• [WORK INSTRUCTION]: Please repeat the lines below exactly. Begin with the line containing "pub enum AppExceptionListType" and go on through the line containing "pub fn as_str(self)".

• [Collected data entries]:
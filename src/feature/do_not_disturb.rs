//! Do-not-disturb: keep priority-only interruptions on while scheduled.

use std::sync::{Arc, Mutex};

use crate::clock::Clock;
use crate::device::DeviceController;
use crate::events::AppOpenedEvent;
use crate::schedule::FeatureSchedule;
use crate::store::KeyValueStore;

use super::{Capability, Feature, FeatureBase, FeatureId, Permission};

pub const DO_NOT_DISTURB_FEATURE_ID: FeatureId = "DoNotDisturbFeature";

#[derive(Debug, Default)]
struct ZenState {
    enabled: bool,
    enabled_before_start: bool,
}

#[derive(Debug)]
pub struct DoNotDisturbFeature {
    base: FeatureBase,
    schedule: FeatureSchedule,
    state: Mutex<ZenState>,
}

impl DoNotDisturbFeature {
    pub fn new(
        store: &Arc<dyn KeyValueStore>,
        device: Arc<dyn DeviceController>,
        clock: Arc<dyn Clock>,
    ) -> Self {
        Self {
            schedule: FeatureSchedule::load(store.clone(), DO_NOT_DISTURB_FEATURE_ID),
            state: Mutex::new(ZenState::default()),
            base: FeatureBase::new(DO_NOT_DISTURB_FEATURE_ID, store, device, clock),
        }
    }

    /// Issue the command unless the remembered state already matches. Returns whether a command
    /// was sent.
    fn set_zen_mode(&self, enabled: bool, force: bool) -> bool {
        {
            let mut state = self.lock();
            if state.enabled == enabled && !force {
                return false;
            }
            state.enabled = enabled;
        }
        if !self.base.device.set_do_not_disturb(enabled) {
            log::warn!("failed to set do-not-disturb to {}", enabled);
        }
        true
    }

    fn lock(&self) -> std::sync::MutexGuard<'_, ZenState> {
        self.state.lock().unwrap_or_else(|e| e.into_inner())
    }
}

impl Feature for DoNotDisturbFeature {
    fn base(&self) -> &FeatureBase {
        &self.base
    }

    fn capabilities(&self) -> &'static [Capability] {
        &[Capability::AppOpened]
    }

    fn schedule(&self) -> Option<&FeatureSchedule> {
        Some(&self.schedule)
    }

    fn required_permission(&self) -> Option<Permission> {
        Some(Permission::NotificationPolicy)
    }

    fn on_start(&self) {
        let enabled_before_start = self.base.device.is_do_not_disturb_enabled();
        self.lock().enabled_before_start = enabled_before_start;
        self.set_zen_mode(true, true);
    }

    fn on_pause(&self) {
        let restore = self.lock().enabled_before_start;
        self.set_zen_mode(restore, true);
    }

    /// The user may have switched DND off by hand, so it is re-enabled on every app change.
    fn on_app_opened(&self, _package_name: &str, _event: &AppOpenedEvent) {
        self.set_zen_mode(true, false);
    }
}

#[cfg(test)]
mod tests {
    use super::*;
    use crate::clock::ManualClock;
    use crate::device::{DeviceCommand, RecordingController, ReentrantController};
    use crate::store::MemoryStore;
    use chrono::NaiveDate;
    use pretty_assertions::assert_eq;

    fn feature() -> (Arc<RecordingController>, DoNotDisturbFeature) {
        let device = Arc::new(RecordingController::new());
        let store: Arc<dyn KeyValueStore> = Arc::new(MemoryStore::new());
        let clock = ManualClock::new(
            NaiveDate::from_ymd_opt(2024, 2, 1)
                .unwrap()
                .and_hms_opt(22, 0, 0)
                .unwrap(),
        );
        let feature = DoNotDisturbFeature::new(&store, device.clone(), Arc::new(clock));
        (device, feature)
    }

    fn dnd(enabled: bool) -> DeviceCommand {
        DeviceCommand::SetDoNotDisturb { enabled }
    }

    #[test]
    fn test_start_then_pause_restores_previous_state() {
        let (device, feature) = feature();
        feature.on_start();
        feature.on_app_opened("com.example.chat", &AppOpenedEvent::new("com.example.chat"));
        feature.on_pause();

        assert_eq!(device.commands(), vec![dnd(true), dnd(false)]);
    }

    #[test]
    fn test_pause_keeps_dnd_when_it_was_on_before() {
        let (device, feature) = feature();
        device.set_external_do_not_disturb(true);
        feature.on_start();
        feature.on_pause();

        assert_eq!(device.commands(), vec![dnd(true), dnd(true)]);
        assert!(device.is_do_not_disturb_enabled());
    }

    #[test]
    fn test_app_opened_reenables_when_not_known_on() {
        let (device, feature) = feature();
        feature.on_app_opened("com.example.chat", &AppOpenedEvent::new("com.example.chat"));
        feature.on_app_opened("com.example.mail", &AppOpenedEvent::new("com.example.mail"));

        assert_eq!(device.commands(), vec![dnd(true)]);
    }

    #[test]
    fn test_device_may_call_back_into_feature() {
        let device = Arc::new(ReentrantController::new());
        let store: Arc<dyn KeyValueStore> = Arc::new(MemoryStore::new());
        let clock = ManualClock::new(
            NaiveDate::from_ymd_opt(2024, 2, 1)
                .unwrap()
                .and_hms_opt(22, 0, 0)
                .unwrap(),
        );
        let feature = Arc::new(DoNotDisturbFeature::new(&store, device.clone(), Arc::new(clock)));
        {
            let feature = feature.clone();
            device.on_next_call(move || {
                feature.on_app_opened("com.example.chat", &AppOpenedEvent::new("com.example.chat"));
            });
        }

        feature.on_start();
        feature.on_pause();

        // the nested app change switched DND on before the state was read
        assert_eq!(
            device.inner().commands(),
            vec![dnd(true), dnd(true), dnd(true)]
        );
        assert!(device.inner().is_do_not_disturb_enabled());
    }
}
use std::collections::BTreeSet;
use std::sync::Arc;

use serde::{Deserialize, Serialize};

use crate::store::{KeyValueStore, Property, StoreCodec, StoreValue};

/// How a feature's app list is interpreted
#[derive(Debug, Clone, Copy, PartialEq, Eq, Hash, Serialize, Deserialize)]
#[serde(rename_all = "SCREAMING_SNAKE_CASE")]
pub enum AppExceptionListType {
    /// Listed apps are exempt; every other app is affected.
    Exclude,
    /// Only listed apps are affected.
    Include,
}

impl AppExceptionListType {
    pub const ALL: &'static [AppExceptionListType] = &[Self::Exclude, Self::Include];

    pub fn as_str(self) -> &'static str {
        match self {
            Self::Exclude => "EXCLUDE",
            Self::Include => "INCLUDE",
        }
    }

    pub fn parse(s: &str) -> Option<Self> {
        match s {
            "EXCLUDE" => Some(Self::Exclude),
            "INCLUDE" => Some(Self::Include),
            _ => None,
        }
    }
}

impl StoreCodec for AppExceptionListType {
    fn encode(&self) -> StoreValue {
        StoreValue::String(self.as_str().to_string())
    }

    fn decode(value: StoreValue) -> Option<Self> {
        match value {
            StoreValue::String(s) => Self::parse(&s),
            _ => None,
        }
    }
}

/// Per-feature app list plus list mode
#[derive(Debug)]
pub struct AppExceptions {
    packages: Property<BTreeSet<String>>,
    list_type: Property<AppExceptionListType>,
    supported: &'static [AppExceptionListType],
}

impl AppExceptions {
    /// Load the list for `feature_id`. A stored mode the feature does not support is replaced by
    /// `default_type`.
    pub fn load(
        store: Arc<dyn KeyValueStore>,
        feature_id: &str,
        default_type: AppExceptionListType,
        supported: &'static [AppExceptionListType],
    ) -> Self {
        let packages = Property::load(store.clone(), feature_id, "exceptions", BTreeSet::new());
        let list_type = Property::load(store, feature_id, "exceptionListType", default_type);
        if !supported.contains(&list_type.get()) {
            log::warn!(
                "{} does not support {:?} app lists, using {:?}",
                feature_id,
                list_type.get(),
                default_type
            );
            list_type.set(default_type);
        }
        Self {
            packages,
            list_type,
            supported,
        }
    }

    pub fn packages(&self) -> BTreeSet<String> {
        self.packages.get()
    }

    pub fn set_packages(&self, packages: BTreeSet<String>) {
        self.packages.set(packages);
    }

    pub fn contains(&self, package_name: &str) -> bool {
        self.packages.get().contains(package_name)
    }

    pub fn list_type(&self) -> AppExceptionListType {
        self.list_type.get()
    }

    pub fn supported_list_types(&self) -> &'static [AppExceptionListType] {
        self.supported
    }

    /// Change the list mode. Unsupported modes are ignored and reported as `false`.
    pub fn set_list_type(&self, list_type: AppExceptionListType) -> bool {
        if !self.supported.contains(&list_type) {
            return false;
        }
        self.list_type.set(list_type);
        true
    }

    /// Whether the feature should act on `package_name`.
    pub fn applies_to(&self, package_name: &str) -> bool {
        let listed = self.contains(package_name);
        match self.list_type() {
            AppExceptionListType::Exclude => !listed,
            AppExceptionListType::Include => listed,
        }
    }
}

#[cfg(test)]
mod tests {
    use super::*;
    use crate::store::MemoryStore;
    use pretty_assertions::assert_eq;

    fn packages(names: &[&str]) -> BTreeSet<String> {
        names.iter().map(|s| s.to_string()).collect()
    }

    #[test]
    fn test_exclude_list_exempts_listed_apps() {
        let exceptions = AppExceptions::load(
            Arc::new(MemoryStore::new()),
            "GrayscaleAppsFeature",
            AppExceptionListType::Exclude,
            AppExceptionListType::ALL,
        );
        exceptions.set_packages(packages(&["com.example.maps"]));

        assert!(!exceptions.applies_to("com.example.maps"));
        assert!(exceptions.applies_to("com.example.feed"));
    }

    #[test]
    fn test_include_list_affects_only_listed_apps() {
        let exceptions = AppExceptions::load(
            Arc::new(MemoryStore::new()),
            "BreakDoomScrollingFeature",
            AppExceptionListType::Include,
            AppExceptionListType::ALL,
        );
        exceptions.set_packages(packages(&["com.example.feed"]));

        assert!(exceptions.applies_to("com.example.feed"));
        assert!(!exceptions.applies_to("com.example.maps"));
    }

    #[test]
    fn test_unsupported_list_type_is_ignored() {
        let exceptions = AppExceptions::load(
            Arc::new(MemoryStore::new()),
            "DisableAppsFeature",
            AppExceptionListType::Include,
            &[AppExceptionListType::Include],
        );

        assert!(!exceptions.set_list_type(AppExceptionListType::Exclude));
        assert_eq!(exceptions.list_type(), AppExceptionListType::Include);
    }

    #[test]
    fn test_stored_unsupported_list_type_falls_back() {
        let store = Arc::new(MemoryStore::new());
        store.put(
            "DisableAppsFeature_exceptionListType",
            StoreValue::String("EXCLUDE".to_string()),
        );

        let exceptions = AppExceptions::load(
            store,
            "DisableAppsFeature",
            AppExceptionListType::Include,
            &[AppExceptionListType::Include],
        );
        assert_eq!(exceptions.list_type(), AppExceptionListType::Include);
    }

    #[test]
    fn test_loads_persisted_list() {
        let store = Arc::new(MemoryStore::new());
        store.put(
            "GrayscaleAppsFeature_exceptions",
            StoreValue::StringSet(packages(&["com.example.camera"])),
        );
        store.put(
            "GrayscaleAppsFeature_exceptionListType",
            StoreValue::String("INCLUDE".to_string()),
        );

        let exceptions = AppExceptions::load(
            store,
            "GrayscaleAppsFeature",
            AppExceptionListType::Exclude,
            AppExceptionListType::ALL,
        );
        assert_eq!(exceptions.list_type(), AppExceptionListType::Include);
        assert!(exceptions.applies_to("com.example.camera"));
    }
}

* * *

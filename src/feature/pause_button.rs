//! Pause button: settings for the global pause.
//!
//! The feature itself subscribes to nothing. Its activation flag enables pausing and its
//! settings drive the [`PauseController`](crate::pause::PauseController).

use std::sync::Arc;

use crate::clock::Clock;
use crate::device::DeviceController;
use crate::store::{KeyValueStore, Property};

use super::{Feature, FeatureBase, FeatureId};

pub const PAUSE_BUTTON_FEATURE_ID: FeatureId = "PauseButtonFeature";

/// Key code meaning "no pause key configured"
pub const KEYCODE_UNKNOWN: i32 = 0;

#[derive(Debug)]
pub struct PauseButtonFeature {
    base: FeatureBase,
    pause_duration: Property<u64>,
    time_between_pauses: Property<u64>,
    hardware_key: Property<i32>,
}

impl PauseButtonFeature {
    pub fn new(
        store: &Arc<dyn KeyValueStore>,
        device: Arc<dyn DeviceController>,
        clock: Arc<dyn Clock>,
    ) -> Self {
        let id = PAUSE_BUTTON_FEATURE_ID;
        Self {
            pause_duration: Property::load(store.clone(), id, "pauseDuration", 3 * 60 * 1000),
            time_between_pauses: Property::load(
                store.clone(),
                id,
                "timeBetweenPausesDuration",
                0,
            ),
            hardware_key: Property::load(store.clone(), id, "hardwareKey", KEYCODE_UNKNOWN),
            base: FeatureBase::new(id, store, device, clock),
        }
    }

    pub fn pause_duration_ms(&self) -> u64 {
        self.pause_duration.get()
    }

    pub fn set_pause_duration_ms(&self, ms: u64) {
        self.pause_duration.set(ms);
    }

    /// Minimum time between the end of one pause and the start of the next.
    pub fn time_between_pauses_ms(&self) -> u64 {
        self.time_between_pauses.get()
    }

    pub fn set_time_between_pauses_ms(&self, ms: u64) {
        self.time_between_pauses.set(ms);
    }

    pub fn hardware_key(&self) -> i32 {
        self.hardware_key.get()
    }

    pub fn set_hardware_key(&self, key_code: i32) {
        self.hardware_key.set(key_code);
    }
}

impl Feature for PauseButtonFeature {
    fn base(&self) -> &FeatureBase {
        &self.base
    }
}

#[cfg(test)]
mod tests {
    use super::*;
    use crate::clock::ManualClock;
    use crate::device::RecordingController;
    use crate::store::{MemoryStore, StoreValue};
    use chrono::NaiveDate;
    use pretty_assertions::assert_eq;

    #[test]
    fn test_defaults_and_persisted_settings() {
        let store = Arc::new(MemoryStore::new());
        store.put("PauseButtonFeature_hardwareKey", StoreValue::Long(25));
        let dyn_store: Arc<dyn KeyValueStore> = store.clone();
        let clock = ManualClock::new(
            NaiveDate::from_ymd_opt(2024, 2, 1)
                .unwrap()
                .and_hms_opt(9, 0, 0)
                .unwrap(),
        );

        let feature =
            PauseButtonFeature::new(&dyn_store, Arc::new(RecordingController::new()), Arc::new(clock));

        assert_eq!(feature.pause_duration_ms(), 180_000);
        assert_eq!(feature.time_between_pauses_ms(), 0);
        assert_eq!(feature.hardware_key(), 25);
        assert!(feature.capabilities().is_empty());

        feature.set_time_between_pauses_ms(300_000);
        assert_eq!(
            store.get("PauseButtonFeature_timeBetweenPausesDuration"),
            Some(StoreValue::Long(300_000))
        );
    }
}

• [RESPONSE TO THIS TASK]:
pub enum AppExceptionListType {
    /// Listed apps are exempt; every other app is affected.
    Exclude,
    /// Only listed apps are affected.
    Include,
}

impl AppExceptionListType {
    pub const ALL: &'static [AppExceptionListType] = &[Self::Exclude, Self::Include];

    pub fn as_str(self) -> &'static str {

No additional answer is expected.